NOTE 4 - Five percent cumulative preferred stock is
$100 par value, 22,000 shares authorized, shares issued and
outstanding 1,975 shares (1995 and 1994). There were no
dividends declared on the company's five percent cumulative
preferred stock for the three month period ended April 1, 1995.
Prior to second quarter 1994 all regular dividends on the five
percent cumulative preferred stock had been declared and paid.
The cumulative dividends that had not been paid as of April 1,
1995 amounting to $9,875 were declared on May 2, 1995 and are
payable July 3, 1995.
Series B preferred stock is cumulative, convertible
preferred stock, $7.50 Series B, $100 stated value, 150,000
shares authorized, issued and outstanding (1995 and 1994).
There were no dividends declared on the company's Series B
preferred stock for the three month period ended April 1, 1995.

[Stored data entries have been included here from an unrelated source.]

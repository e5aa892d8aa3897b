//! Session management commands.
//!
//! # Usage
//!
//! ```bash
//! quill login -e editor@example.com
//! quill whoami
//! quill logout
//! ```

use secrecy::SecretString;

use quillpress_client::{ApiClient, SessionContext};
use quillpress_core::Email;

use super::{CliError, prompt};

fn parse_email(input: &str) -> Result<Email, CliError> {
    Email::parse(input).map_err(|err| CliError::InvalidArg("email", err.to_string()))
}

fn resolve_password(flag: Option<String>) -> Result<SecretString, CliError> {
    match flag {
        Some(password) => Ok(SecretString::from(password)),
        None => Ok(SecretString::from(prompt("Password: ")?)),
    }
}

/// Sign in and persist the session token.
#[allow(clippy::print_stdout)]
pub async fn login(
    client: ApiClient,
    email: &str,
    password: Option<String>,
) -> Result<(), CliError> {
    let email = parse_email(email)?;
    let password = resolve_password(password)?;

    let mut session = SessionContext::signed_out(client);
    session.sign_in(&email, &password).await?;

    println!("Signed in as {email}");
    Ok(())
}

/// Create an account and persist the session token.
#[allow(clippy::print_stdout)]
pub async fn register(
    client: ApiClient,
    email: &str,
    password: Option<String>,
) -> Result<(), CliError> {
    let email = parse_email(email)?;
    let password = resolve_password(password)?;

    let mut session = SessionContext::signed_out(client);
    session.sign_up(&email, &password).await?;

    println!("Account created; signed in as {email}");
    Ok(())
}

/// Sign out, clearing the stored token.
#[allow(clippy::print_stdout)]
pub async fn logout(client: ApiClient) {
    let mut session = SessionContext::bootstrap(client).await;
    session.sign_out().await;
    println!("Signed out");
}

/// Show the active session, if any.
#[allow(clippy::print_stdout)]
pub async fn whoami(client: ApiClient) {
    let session = SessionContext::bootstrap(client).await;
    match session.user() {
        Some(user) => println!("{} (since {})", user.email, user.created_at.date_naive()),
        None => println!("Not signed in"),
    }
}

Prior to second quarter 1994 all regular dividends on the Series
B cumulative preferred stock had been declared and paid. The
cumulative dividends that had not been declared or paid as of
April 1, 1995 amounting to $1,125,000 were declared on May 2,
1995 and are payable July 3, 1995.
Common stock, $1 par value, 60,000,000 shares
authorized, shares issued and outstanding 29,806,793 at April 1,
1995 and December 31, 1994. There were no dividends declared on
the company's common stock for the three month period ended
April 1, 1995. A dividend of $.05 per common share was declared
and paid for the first quarter of 1994.
NOTE 5 - Income (loss) per common share is computed
using the weighted average number of common shares outstanding
in the first three months of 1995 and 1994 of 29,806,793 and
29,322,906, respectively. Although the cumulative preferred
dividends of $1,134,875 were not declared for the last four
quarters, they have been reflected in the calculation of income
(loss) per common share.
NOTE 6 - The company's term loan agreement, senior
notes and revolving credit facility contain provisions regarding
the company's financial performance and condition. At April 1,
1995, the company was in compliance with the covenants.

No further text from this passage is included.